Stored items from a collection
============

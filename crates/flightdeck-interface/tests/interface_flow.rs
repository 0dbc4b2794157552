//! End-to-end behaviour of `ExportInterface` over an in-memory transport.

use std::time::{Duration, Instant};

use flightdeck_functions::functions::{
    FlagValueConfig, SwitchConfig, SwitchPosition, TextConfig,
};
use flightdeck_functions::{
    ActionOutcome, BindingAddress, BindingEvent, BindingValue, ChangeOrigin, DataElement,
    FunctionConfig, FunctionIdentity, FunctionRegistry,
};
use flightdeck_interface::{
    ExportInterface, InterfaceConfig, InterfaceEvent, ManualScheduler, MemoryTransport,
    RequestKind, RetryState, TickOutcome, encode_alert,
};

type TestResult = Result<(), Box<dyn std::error::Error>>;

fn registry() -> Result<FunctionRegistry, Box<dyn std::error::Error>> {
    Ok(FunctionRegistry::from_configs(vec![
        FunctionConfig::Switch(SwitchConfig {
            identity: FunctionIdentity::new("Electrical", "Main Power"),
            device_id: "3".to_string(),
            element: DataElement::new("404").with_format("%0.1f"),
            action_id: Some("3001".to_string()),
            positions: vec![
                SwitchPosition::new("1.0", "On"),
                SwitchPosition::new("0.0", "Off"),
                SwitchPosition::new("-1.0", "Reset"),
            ],
            pulse: None,
        }),
        FunctionConfig::Flag(FlagValueConfig {
            identity: FunctionIdentity::new("Caution", "Master Caution"),
            element: DataElement::new("13").with_format("%d"),
        }),
        FunctionConfig::Text(TextConfig {
            identity: FunctionIdentity::new("UFC", "Scratchpad"),
            element: DataElement::new("2095").with_format("%s"),
        }),
    ])?)
}

struct Rig {
    interface: ExportInterface<MemoryTransport>,
    transport: MemoryTransport,
    scheduler: ManualScheduler,
    start: Instant,
}

fn rig(config: InterfaceConfig) -> Result<Rig, Box<dyn std::error::Error>> {
    let transport = MemoryTransport::new(true);
    let scheduler = ManualScheduler::new();
    let interface = ExportInterface::new(
        config,
        registry()?,
        transport.clone(),
        Box::new(scheduler.clone()),
    )?;
    Ok(Rig {
        interface,
        transport,
        scheduler,
        start: Instant::now(),
    })
}

fn value_of(interface: &ExportInterface<MemoryTransport>, address: &str) -> Option<BindingValue> {
    interface
        .values()
        .into_iter()
        .find(|snapshot| snapshot.descriptor.address.to_string() == address)
        .map(|snapshot| snapshot.value)
}

#[test]
fn test_switch_example_set_then_decode() -> TestResult {
    let mut rig = rig(InterfaceConfig::builder().request_module_on_start(false).build()?)?;

    let address: BindingAddress = "Electrical.Main Power.set".parse()?;
    let report = rig.interface.execute_action(&address, &BindingValue::Double(2.0))?;
    assert_eq!(report.outcome, ActionOutcome::Executed);
    assert_eq!(report.sent, vec!["C3,3001,0.0\n".to_string()]);
    assert_eq!(
        value_of(&rig.interface, "Electrical.Main Power"),
        Some(BindingValue::Double(2.0))
    );

    rig.transport.take();
    let events = rig.interface.receive_datagram(b"hdr:404=-1.0", None, rig.start);
    assert!(rig.transport.sent().is_empty());
    assert!(events.iter().any(|event| matches!(
        event,
        InterfaceEvent::Binding(BindingEvent::ValueChanged {
            value: BindingValue::Double(v),
            origin: ChangeOrigin::Network,
            ..
        }) if *v == 3.0
    )));
    Ok(())
}

#[test]
fn test_bad_parameter_is_ignored_without_sending() -> TestResult {
    let mut rig = rig(InterfaceConfig::default())?;
    rig.transport.take();
    let address: BindingAddress = "Electrical.Main Power.set".parse()?;
    let report = rig.interface.execute_action(&address, &BindingValue::Double(9.0))?;
    assert!(matches!(report.outcome, ActionOutcome::Ignored(_)));
    assert!(report.sent.is_empty());
    assert!(rig.transport.sent().is_empty());

    let unknown: BindingAddress = "Electrical.Generator.set".parse()?;
    assert!(rig.interface.execute_action(&unknown, &BindingValue::Empty).is_err());
    Ok(())
}

#[test]
fn test_commands_are_dropped_while_not_ready() -> TestResult {
    let mut rig = rig(InterfaceConfig::default())?;
    rig.transport.set_ready(false);
    let address: BindingAddress = "Electrical.Main Power.set".parse()?;
    let report = rig.interface.execute_action(&address, &"On".into())?;
    assert!(report.outcome.is_executed());
    assert_eq!(report.dropped, 1);
    assert!(report.sent.is_empty());
    Ok(())
}

#[test]
fn test_driver_handshake_and_sync() -> TestResult {
    let mut rig = rig(
        InterfaceConfig::builder()
            .expected_driver("F-16C")
            .retry_limit(3)
            .build()?,
    )?;
    rig.interface.start();
    assert_eq!(rig.transport.take(), vec!["DF-16C\n".to_string(), "M\n".to_string()]);
    assert!(rig.scheduler.is_armed(RequestKind::Driver));

    assert_eq!(rig.interface.retry_tick(RequestKind::Driver), TickOutcome::Resent);
    assert_eq!(rig.transport.take(), vec!["DF-16C\n".to_string()]);

    let events = rig.interface.receive_datagram(
        b"hdr:ACTIVE_DRIVER=A-10C:ACTIVE_VEHICLE=A-10C_2",
        None,
        rig.start,
    );
    assert!(events.contains(&InterfaceEvent::Connected));
    assert!(events.contains(&InterfaceEvent::DriverChanged("A-10C".to_string())));
    assert!(!rig.interface.is_synchronized());
    assert_eq!(rig.interface.status().module_request, RetryState::Idle);
    assert_eq!(rig.interface.status().driver_request, RetryState::Retrying);

    let events = rig
        .interface
        .receive_datagram(b"hdr:ACTIVE_DRIVER=F-16C", None, rig.start);
    assert!(events.contains(&InterfaceEvent::SynchronizedChanged(true)));
    assert!(rig.interface.is_synchronized());
    assert!(!rig.scheduler.is_armed(RequestKind::Driver));
    assert_eq!(rig.interface.status().driver_request, RetryState::Idle);
    Ok(())
}

#[test]
fn test_driver_switch_away_triggers_new_request() -> TestResult {
    let mut rig = rig(
        InterfaceConfig::builder()
            .expected_driver("F-16C")
            .request_module_on_start(false)
            .build()?,
    )?;
    rig.interface.start();
    rig.interface
        .receive_datagram(b"hdr:ACTIVE_DRIVER=F-16C", None, rig.start);
    rig.transport.take();

    let events = rig
        .interface
        .receive_datagram(b"hdr:ACTIVE_DRIVER=FA-18C", None, rig.start);
    assert!(events.contains(&InterfaceEvent::SynchronizedChanged(false)));
    assert_eq!(rig.transport.take(), vec!["DF-16C\n".to_string()]);
    assert!(rig.scheduler.is_armed(RequestKind::Driver));
    Ok(())
}

#[test]
fn test_disconnect_resets_every_function() -> TestResult {
    let mut rig = rig(
        InterfaceConfig::builder()
            .heartbeat_timeout_ms(200)
            .request_module_on_start(false)
            .build()?,
    )?;
    rig.interface.receive_datagram(
        b"hdr:ACTIVE_DRIVER=F-16C:404=1.0:13=1:2095=CH 7::GUARD",
        None,
        rig.start,
    );
    assert_eq!(value_of(&rig.interface, "Caution.Master Caution"), Some(true.into()));
    assert_eq!(
        value_of(&rig.interface, "UFC.Scratchpad"),
        Some(BindingValue::Text("CH 7\nGUARD".to_string()))
    );

    let quiet = rig.interface.check_connection(rig.start + Duration::from_millis(150));
    assert!(quiet.is_empty());

    let events = rig.interface.check_connection(rig.start + Duration::from_millis(300));
    assert_eq!(events.first(), Some(&InterfaceEvent::Disconnected));
    assert!(events.contains(&InterfaceEvent::SynchronizedChanged(false)));
    assert!(rig.interface.values().iter().all(|s| s.value.is_empty()));

    // A second timeout check changes nothing.
    assert!(rig
        .interface
        .check_connection(rig.start + Duration::from_secs(5))
        .is_empty());
    Ok(())
}

#[test]
fn test_reconnect_restarts_unacknowledged_requests() -> TestResult {
    let mut rig = rig(
        InterfaceConfig::builder()
            .expected_driver("F-16C")
            .retry_limit(1)
            .heartbeat_timeout_ms(100)
            .request_module_on_start(false)
            .build()?,
    )?;
    rig.interface.start();
    assert_eq!(rig.interface.retry_tick(RequestKind::Driver), TickOutcome::Resent);
    assert_eq!(rig.interface.retry_tick(RequestKind::Driver), TickOutcome::GaveUp);
    assert!(!rig.scheduler.is_armed(RequestKind::Driver));

    let events = rig.interface.receive_datagram(b"hdr:ALIVE=1", None, rig.start);
    assert!(events.contains(&InterfaceEvent::Connected));
    assert!(rig.scheduler.is_armed(RequestKind::Driver));
    assert_eq!(rig.interface.status().driver_request, RetryState::Retrying);
    Ok(())
}

#[test]
fn test_alert_message_is_decoded() -> TestResult {
    let mut rig = rig(InterfaceConfig::default())?;
    let packet = format!("hdr:ALERT_MESSAGE={}", encode_alert("module F-16C: bad argument"));
    let events = rig
        .interface
        .receive_datagram(packet.as_bytes(), None, rig.start);
    assert!(events.contains(&InterfaceEvent::Alert("module F-16C: bad argument".to_string())));
    Ok(())
}

#[test]
fn test_malformed_scalar_keeps_prior_value() -> TestResult {
    let mut rig = rig(InterfaceConfig::default())?;
    rig.interface.receive_datagram(b"hdr:13=1.0", None, rig.start);
    let events = rig.interface.receive_datagram(b"hdr:13=abc", None, rig.start);
    assert!(events.is_empty());
    assert_eq!(value_of(&rig.interface, "Caution.Master Caution"), Some(true.into()));
    Ok(())
}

============

Write down how many lines of the data above contain the word "clone", with nothing else.

### ANSWER TO THE PROBLEM
2